L’accès à un enseignement supérieur de grande qualité

Le réseau collégial québécois repose sur des valeurs d’accessibilité et d’égalité des chances pour tous. Grâce à ces valeurs de démocratisation de l’enseignement supérieur, le Québec a pu rattraper son retard sur le reste du Canada en matière d’éducation postsecondaire dès la création du réseau et faire passer son taux de scolarisation de niveau collégial de 6 % en 1967 à près de 10 fois plus aujourd’hui6.

D’une part, la formation préuniversitaire — à laquelle sont inscrits plus de 70 000 étudiants — donne aux jeunes l’accès à l’enseignement supérieur partout. Elle permet à toutes les régions de s’assurer de la préparation d’une relève très bien formée, possédant les compétences fondamentales nécessaires pour répondre aux exigences de la société du savoir et pour jouer leur rôle de citoyens informés et responsables dans une société fondée sur les valeurs démocratiques. C’est parmi ces jeunes formés dans les collèges que seront recrutés les futurs leaders du développement socioéconomique du Québec et de ses régions.

D’autre part, la formation technique permet aux entreprises des régions de disposer d’un personnel très qualifié, possédant des compétences larges et polyvalentes, capable de s’adapter rapidement aux changements technologiques et de faire preuve d’une grande autonomie d’action. Les chiffres sont éloquents : 95 % des employeurs sont très satisfaits des diplômés de la formation technique, dont le taux de chômage, pour les moins de 24 ans, n’était que de 4,1 % en 20017. Par ailleurs, nombreux sont ces techniciens formés dans les collèges qui créeront à leur tour leur propre entreprise et contribueront ainsi à la richesse et à l’emploi.

Un levier en matière de formation et de perfectionnement des adultes

En offrant des activités de formation continue qui correspondent aux besoins économiques, les collèges donnent aux entreprises et aux individus la possibilité de se perfectionner et de se recycler dans des domaines où se font sentir des demandes ou des pénuries de main-d’œuvre. Cette façon de faire constitue aussi un facteur majeur d’attraction et de rétention des entreprises en région qui doivent compter sur un personnel de plus en plus performant.

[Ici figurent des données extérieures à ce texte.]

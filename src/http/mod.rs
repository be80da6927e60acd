//! HTTP/1.1 protocol types and parsing.
//!
//! This module provides the core HTTP primitives:
//! [`Method`], [`StatusCode`], [`Headers`], [`Request`], and [`Response`].

use std::fmt;

pub mod headers;
pub mod request;
pub mod response;

pub use headers::Headers;
pub use request::Request;
pub use response::Response;

/// An HTTP response status code.
///
/// Only the codes the framework itself emits are represented.
///
/// # Examples
///
/// ```
/// use skiff::http::StatusCode;
///
/// let status = StatusCode::Ok;
/// assert_eq!(status.as_u16(), 200);
/// assert_eq!(status.canonical_reason(), "OK");
/// ```
#[derive(Debug, Clone, Copy, PartialEq, Eq, Hash)]
#[repr(u16)]
pub enum StatusCode {
    Ok = 200,
    BadRequest = 400,
    NotFound = 404,
    PayloadTooLarge = 413,
    UnsupportedMediaType = 415,
    InternalServerError = 500,
}

impl StatusCode {
    /// Returns the numeric status code as a `u16`.
    pub fn as_u16(self) -> u16 {
        self as u16
    }

    /// Returns the canonical reason phrase for this status code.
    pub fn canonical_reason(self) -> &'static str {
        match self {
            Self::Ok => "OK",
            Self::BadRequest => "Bad Request",
            Self::NotFound => "Not Found",
            Self::PayloadTooLarge => "Payload Too Large",
            Self::UnsupportedMediaType => "Unsupported Media Type",
            Self::InternalServerError => "Internal Server Error",
        }
    }
}

impl fmt::Display for StatusCode {
    fn fmt(&self, f: &mut fmt::Formatter<'_>) -> fmt::Result {
        write!(f, "{} {}", self.as_u16(), self.canonical_reason())
    }
}

impl From<StatusCode> for u16 {
    fn from(code: StatusCode) -> u16 {
        code.as_u16()
    }
}

/// An HTTP request method.
///
/// Standard methods are represented as unit variants for zero-cost comparison.
/// Non-standard methods are captured in the `Custom` variant.
///
/// # Examples
///
/// ```
/// use skiff::http::Method;
///
/// let method: Method = "GET".parse().unwrap();
/// assert_eq!(method, Method::Get);
/// assert_eq!(method.as_str(), "GET");
/// ```
#[derive(Debug, Clone, PartialEq, Eq, Hash)]
pub enum Method {
    Get,
    Post,
    Put,
    Delete,
    Head,
    Options,
    Patch,
    /// A non-standard extension method.
    Custom(String),
}

impl Method {
    /// Returns the method as a string slice.
    pub fn as_str(&self) -> &str {
        match self {
            Self::Get => "GET",
            Self::Post => "POST",
            Self::Put => "PUT",
            Self::Delete => "DELETE",
            Self::Head => "HEAD",
            Self::Options => "OPTIONS",
            Self::Patch => "PATCH",
            Self::Custom(s) => s.as_str(),
        }
    }
}

impl fmt::Display for Method {
    fn fmt(&self, f: &mut fmt::Formatter<'_>) -> fmt::Result {
        f.write_str(self.as_str())
    }
}

impl std::str::FromStr for Method {
    type Err = std::convert::Infallible;

    fn from_str(s: &str) -> Result<Self, Self::Err> {
        Ok(match s {
            "GET" => Self::Get,
            "POST" => Self::Post,
            "PUT" => Self::Put,
            "DELETE" => Self::Delete,
            "HEAD" => Self::Head,
            "OPTIONS" => Self::Options,
            "PATCH" => Self::Patch,
            other => Self::Custom(other.to_owned()),
        })
    }
}

impl AsRef<str> for Method {
    fn as_ref(&self) -> &str {
        self.as_str()
    }
}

En formation continue, les résultats sont également très probants : taux de diplomation à l’attestation d’étude collégiale (AEC) en 2000-2001 : 77,4 %. Taux de placement des détenteurs d’une AEC en 2000-2001 : 79,7 %8. Les cégeps, par ailleurs, développent des liens de partenariat très étroits avec leur milieu en vue de soutenir les grandes priorités économiques précisées par les régions elles-mêmes et offrir en conséquence des programmes adaptés à ces priorités.

Une contribution importante au développement scientifique et technologique

La recherche dans les cégeps a connu un essor important au cours des dernières années, particulièrement avec la création des centres collégiaux de transfert de technologie (CCTT) qui mènent des activités de recherche appliquée et offrent de l’aide technique aux entreprises dans les secteurs clés de l’économie québécoise. Les 28 CCTT contribuent à l’émergence des créneaux d’excellence dans les régions — une priorité de l’État —, ils favorisent la création d’emplois de haut niveau, ils sont un soutien au développement scientifique et technologique du Québec et un outil stratégique de développement économique pour leur région. Leur contribution est largement reconnue dans la Politique québécoise de la science et de l’innovation, par le ministère de la Recherche, de la Science et de la Technologie, par les grands organismes gouvernementaux comme le Conseil de la science et de la technologie, et par les trois grands fonds de recherche du Québec, entre autres.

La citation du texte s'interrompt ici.